Something tells me the new cigarette is just around the corner

Whatever it was, I remember all the details. The shopkeeper had a fierce hairy nose. I’m talking heroically hairy. The kind of ould lad hair-sprouting that is only to be admired. If the man is a bachelor or has a spouse that has given up telling him, if he is left to his own crevices as it were, it can seem as if all the hair has migrated from top of his head to his nostril or the door of the ear. The shop was dark as shops used to be in those days. Before big windows and deli counters and exciting media partnerships with THE COMPETITIVE HEALTH TV programme. The kind of shop that that a dust on the Chomps or a white coating on the Dairy Milks that tasted manky, like American chocolate. The counter was on the right as you went in. And underneath the right hand side of that counter was a box of golf-ball chewing gum. Still the most uncompromising of all the chewing gums, the golf ball. They gave you lock-jaw. Maybe it was aspirational. No one played golf then except the doctor and someone from the Chamber of Commerce. But we cared not for golf because there were no golf ball ching-gums in that box. Instead it held fags. 12p each. That’s where so many smokers started. Local independent shopkeepers, thoughtfully opening the 10-boxes and selling them one by one. In a way it was the most avuncular of illegal dealing.
Recently I saw some teenagers loitering in a playground. I was shepherding a baby around which in a playground is not unlike being a butler. An adult who is invisible but because of a job he does granted exclusive access to an inner sanctum. So the teenagers ignored me and talked about stuff that teenagers talk about: who was taking drugs and
accusing each other of being a frigid.
But the thing that struck me is that not one of the teenagers were smoking. I know there have been health campaigns, awareness-raising and clampdowns on selling without ID but surely some of the reason is the huge reduction in the number of underage shops that would sell tequila to toddlers if they had a note from their mam.
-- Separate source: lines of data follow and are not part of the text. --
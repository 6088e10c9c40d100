use super::*;
use crate::test_support::serve_once;
use serde_json::json;
use std::sync::atomic::{AtomicUsize, Ordering};

struct FixedToken(Option<&'static str>);

impl CredentialSource for FixedToken {
    fn credential(&self) -> Credential {
        Credential { token: self.0.map(ToOwned::to_owned), generation: 3 }
    }
}

#[derive(Default)]
struct CountingHandler {
    calls: AtomicUsize,
    rejected: std::sync::Mutex<Vec<Credential>>,
}

impl UnauthorizedHandler for CountingHandler {
    fn on_unauthorized(&self, rejected: &Credential) {
        self.calls.fetch_add(1, Ordering::SeqCst);
        self.rejected.lock().unwrap().push(rejected.clone());
    }
}

fn client(base_url: String, token: Option<&'static str>) -> ApiClient {
    ApiClient::with_client(reqwest::Client::new(), base_url, Arc::new(FixedToken(token)))
}

// =============================================================================
// classify_response
// =============================================================================

#[test]
fn classify_unwraps_success_envelope() {
    let body = json!({ "success": true, "message": "ok", "data": [{ "id": 1 }] }).to_string();
    assert_eq!(classify_response(200, &body).unwrap(), json!([{ "id": 1 }]));
}

#[test]
fn classify_empty_success_body_is_null() {
    assert_eq!(classify_response(204, "").unwrap(), Value::Null);
}

#[test]
fn classify_401_is_unauthorized() {
    assert!(matches!(classify_response(401, ""), Err(ApiError::Unauthorized)));
}

#[test]
fn classify_403_is_forbidden_with_message() {
    let body = json!({ "message": "Access denied" }).to_string();
    let err = classify_response(403, &body).unwrap_err();
    assert!(matches!(err, ApiError::Forbidden { message: Some(ref m) } if m == "Access denied"));
    assert_eq!(err.to_string(), "forbidden: Access denied");
}

#[test]
fn classify_other_status_keeps_message() {
    let body = json!({ "success": false, "message": "Lab not found" }).to_string();
    let err = classify_response(404, &body).unwrap_err();
    assert!(matches!(err, ApiError::Status { status: 404, message: Some(ref m) } if m == "Lab not found"));
}

#[test]
fn classify_failure_envelope_with_ok_status_is_error() {
    let body = json!({ "success": false, "message": "Booking conflicts with an existing booking" }).to_string();
    let err = classify_response(200, &body).unwrap_err();
    assert!(matches!(err, ApiError::Status { status: 200, .. }));
}

#[test]
fn classify_non_json_body_becomes_string() {
    assert_eq!(classify_response(200, "pong").unwrap(), json!("pong"));
    let err = classify_response(500, "boom").unwrap_err();
    assert!(matches!(err, ApiError::Status { status: 500, message: None }));
}

// =============================================================================
// ApiClient over a canned server
// =============================================================================

#[tokio::test]
async fn request_attaches_bearer_token() {
    let (base_url, server) = serve_once("200 OK", r#"{"success":true,"data":{"id":9}}"#).await;
    let api = client(base_url, Some("tok-9"));

    let value = api.request(Method::GET, "/labs/9", None).await.unwrap();
    assert_eq!(value, json!({ "id": 9 }));

    let head = server.await.unwrap().to_ascii_lowercase();
    assert!(head.starts_with("get /api/labs/9 "));
    assert!(head.contains("authorization: bearer tok-9"));
}

#[tokio::test]
async fn request_without_session_sends_no_authorization() {
    let (base_url, server) = serve_once("200 OK", "[]").await;
    let api = client(base_url, None);

    let labs: Vec<Value> = api.get_json("/labs/active").await.unwrap();
    assert!(labs.is_empty());

    let head = server.await.unwrap().to_ascii_lowercase();
    assert!(!head.contains("authorization:"));
}

#[tokio::test]
async fn unauthorized_response_notifies_every_subscriber() {
    let (base_url, _server) = serve_once("401 Unauthorized", "").await;
    let api = client(base_url, Some("expired"));
    let first = Arc::new(CountingHandler::default());
    let second = Arc::new(CountingHandler::default());
    api.on_unauthorized(first.clone());
    api.on_unauthorized(second.clone());

    let err = api.request(Method::GET, "/bookings/my-bookings", None).await.unwrap_err();
    assert!(matches!(err, ApiError::Unauthorized));
    assert_eq!(first.calls.load(Ordering::SeqCst), 1);
    assert_eq!(second.calls.load(Ordering::SeqCst), 1);
}

#[tokio::test]
async fn unauthorized_handlers_receive_the_rejected_credential() {
    let (base_url, _server) = serve_once("401 Unauthorized", "").await;
    let api = client(base_url, Some("expired"));
    let handler = Arc::new(CountingHandler::default());
    api.on_unauthorized(handler.clone());

    api.request(Method::GET, "/labs", None).await.unwrap_err();
    let rejected = handler.rejected.lock().unwrap();
    assert_eq!(*rejected, vec![Credential { token: Some("expired".to_owned()), generation: 3 }]);
}

#[tokio::test]
async fn forbidden_response_does_not_notify() {
    let (base_url, _server) = serve_once("403 Forbidden", r#"{"message":"Access denied"}"#).await;
    let api = client(base_url, Some("valid"));
    let handler = Arc::new(CountingHandler::default());
    api.on_unauthorized(handler.clone());

    let err = api.request(Method::DELETE, "/admin/users/4", None).await.unwrap_err();
    assert!(matches!(err, ApiError::Forbidden { .. }));
    assert_eq!(handler.calls.load(Ordering::SeqCst), 0);
}

#[tokio::test]
async fn get_json_reports_decode_mismatch() {
    let (base_url, _server) = serve_once("200 OK", r#"{"data":"not-a-list"}"#).await;
    let api = client(base_url, Some("t"));

    let err = api.get_json::<Vec<i64>>("/equipment").await.unwrap_err();
    assert!(matches!(err, ApiError::Decode(_)));
}

#[tokio::test]
async fn connection_failure_is_transport_error() {
    let listener = std::net::TcpListener::bind("127.0.0.1:0").unwrap();
    let addr = listener.local_addr().unwrap();
    drop(listener);
    let api = client(format!("http://{addr}/api"), None);

    let err = api.request(Method::GET, "/labs", None).await.unwrap_err();
    assert!(matches!(err, ApiError::Transport(_)));
}
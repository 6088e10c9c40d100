//! Utility helpers shared across client modules.
//!
//! SYSTEM CONTEXT
//! ==============
//! Utility modules keep storage and navigation concerns out of the session
//! store so each piece can be tested with in-memory fakes.

pub mod auth;
pub mod persistence;
pub mod validation;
Everywhere is part of a chain now that has a ‘strong corporate social responsibility strand’ and is ‘committed to engaging closely with the community at a grass roots level’ and you need an Age Card to buy cigarettes but no ID at all to eat yourself onto afternoon television with a sausage roll problem.
Smoking prevalence in Ireland is one of the lowest in the EU which kind of seems surprising given our impression of our own health but you understand it when you go abroad and all these subtitle-film looking people are smoking away to beat the band. Although not eating sausage rolls.
There’s no doubt the smoking is an industry that just needs to end. It kills people, hoovers up water and the land could be used for growing chickpeas or kidney beans.
But what will we replace it with? Hopefully we’ll actually become healthier and it’ll be triathlons and pointless races through bogs when there was a perfectly good road nearby.
But are we, deep down, as addictive as ever? Drink will always play the same role in society but what will happen when smoking is just the preserve of a few stone mad hoors and a few doubtful vapers realising they look like they’re sucking on an empty Bic? What will take smoking’s place?
Maybe it’ll be gambling. For some reason no one seems to mind gambling firms sponsoring absolutely everything. Or is it smart phones or computer games but none of those are about ‘consuming’ something the way fags were.
But something tells me the new cigarette is just around the corner. Hiding in the long grass next to the golf-balls.